Data section:

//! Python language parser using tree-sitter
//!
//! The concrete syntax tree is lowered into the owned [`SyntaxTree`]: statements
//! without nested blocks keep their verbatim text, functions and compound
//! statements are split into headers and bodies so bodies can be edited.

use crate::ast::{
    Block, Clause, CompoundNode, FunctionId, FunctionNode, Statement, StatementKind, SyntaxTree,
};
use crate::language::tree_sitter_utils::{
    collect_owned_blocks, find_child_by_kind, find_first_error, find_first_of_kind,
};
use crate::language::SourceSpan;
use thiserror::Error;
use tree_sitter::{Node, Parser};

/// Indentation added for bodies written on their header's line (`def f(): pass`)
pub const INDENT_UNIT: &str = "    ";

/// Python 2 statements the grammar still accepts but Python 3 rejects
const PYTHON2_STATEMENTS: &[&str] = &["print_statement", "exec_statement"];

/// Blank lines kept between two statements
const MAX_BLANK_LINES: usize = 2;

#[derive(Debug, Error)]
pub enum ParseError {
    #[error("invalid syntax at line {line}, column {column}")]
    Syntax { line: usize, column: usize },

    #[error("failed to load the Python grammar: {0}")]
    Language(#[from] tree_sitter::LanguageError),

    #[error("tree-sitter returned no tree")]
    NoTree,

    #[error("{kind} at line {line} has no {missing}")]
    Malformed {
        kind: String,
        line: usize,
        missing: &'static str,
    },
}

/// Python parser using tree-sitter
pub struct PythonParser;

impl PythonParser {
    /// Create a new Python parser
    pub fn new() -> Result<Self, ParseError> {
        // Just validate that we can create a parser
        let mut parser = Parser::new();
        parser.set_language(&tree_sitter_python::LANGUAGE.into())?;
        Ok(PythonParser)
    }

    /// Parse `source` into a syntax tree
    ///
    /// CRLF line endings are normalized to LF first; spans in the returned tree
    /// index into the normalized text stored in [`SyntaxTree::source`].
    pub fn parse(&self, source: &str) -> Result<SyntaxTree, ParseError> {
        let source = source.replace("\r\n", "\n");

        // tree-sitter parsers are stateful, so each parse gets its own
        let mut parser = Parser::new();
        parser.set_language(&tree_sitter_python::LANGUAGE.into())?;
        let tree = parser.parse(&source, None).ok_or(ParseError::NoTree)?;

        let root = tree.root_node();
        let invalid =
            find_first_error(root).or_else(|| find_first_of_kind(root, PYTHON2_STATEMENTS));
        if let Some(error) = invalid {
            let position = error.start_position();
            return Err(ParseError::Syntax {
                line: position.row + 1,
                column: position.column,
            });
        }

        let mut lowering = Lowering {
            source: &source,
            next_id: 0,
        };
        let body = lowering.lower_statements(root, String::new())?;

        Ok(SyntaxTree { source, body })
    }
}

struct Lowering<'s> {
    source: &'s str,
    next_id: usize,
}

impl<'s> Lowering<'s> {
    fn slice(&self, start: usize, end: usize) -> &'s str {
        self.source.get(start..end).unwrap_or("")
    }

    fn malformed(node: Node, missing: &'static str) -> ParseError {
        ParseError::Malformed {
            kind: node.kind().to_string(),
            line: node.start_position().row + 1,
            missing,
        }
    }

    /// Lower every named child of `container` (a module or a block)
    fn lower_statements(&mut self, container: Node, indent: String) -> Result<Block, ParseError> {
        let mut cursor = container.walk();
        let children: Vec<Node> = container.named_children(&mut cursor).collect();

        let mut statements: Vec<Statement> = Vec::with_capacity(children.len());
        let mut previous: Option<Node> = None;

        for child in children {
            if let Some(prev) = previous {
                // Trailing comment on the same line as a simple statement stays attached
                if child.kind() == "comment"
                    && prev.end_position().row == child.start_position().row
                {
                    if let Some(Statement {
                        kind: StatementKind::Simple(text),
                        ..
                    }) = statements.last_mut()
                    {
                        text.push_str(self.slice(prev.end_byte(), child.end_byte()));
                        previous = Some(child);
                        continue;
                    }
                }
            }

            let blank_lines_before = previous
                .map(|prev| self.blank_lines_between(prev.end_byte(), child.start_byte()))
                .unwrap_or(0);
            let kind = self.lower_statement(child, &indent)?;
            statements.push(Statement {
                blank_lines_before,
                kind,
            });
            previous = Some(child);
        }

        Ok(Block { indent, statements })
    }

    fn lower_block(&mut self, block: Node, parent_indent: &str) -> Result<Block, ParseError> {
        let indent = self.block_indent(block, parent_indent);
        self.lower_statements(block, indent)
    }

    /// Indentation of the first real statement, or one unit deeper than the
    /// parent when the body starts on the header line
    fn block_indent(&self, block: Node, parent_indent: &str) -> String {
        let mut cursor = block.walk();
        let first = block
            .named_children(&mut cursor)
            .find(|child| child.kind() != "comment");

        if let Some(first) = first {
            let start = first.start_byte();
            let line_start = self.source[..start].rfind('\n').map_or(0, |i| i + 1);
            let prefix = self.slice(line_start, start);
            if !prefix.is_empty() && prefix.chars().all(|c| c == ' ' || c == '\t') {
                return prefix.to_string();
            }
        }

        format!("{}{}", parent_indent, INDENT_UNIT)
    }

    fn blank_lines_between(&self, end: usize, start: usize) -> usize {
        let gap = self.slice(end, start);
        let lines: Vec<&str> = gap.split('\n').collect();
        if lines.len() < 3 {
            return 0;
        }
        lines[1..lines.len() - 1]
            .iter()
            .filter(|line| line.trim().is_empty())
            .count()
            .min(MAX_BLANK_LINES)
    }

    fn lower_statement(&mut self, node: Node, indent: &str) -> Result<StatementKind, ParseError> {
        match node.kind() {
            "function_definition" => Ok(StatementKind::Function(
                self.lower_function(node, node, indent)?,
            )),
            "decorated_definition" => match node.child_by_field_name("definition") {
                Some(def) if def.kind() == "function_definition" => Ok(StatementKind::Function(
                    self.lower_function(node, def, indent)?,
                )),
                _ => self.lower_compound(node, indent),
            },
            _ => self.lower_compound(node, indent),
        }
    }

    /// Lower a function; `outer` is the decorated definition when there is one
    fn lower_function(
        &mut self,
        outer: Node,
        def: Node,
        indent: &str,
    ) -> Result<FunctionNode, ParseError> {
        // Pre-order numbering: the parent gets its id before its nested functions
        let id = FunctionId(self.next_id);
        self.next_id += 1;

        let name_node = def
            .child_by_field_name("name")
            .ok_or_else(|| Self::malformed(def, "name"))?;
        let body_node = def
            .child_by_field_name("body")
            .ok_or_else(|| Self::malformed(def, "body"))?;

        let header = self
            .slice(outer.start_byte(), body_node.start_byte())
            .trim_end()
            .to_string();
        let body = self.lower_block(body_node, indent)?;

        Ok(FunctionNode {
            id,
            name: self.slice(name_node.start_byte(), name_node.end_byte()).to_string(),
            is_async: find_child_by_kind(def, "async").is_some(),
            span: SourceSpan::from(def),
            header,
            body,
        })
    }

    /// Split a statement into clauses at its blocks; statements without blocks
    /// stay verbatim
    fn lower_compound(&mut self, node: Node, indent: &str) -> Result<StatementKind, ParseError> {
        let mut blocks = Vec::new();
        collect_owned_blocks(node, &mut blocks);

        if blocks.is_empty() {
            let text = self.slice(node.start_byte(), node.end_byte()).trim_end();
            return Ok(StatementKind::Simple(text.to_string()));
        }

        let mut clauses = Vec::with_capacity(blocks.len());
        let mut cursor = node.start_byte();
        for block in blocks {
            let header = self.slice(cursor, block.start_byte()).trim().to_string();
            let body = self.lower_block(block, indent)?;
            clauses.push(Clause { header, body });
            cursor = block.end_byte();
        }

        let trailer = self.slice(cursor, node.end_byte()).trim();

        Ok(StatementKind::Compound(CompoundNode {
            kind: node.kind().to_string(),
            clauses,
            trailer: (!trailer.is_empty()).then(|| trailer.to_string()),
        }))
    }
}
...
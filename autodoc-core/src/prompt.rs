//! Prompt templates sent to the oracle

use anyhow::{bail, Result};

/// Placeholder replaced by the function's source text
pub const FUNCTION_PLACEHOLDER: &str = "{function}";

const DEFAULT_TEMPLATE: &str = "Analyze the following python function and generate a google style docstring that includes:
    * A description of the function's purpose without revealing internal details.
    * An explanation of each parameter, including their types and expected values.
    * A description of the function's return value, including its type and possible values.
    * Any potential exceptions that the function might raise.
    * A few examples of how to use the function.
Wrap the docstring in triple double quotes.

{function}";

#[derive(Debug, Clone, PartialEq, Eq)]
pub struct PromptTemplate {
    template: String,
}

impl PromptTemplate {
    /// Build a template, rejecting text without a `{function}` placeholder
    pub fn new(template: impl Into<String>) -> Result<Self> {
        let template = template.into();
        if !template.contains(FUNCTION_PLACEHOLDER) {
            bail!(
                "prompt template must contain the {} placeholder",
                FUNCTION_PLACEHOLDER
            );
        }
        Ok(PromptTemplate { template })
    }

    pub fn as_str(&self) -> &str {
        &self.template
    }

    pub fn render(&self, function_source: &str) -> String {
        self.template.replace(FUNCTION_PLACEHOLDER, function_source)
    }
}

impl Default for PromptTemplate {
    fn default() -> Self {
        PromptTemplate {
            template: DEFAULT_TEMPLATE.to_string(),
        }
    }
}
--
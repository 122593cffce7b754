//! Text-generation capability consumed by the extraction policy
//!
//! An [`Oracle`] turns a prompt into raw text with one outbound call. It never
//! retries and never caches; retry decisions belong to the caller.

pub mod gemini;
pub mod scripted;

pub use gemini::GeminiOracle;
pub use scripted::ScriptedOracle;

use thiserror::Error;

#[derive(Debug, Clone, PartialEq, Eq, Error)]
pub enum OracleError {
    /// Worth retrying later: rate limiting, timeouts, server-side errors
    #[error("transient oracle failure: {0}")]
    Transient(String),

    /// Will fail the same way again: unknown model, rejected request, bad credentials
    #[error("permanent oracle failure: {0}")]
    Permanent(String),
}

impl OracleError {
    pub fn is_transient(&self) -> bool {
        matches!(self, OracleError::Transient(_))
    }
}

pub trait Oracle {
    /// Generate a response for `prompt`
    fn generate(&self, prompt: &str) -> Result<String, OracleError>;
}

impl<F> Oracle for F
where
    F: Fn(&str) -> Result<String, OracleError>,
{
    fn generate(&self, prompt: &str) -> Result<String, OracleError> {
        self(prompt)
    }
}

Work item:
All lines in the listing above that contain "normalized" should be shown.

Solution:
    /// CRLF line endings are normalized to LF first; spans in the returned tree
    /// index into the normalized text stored in [`SyntaxTree::source`].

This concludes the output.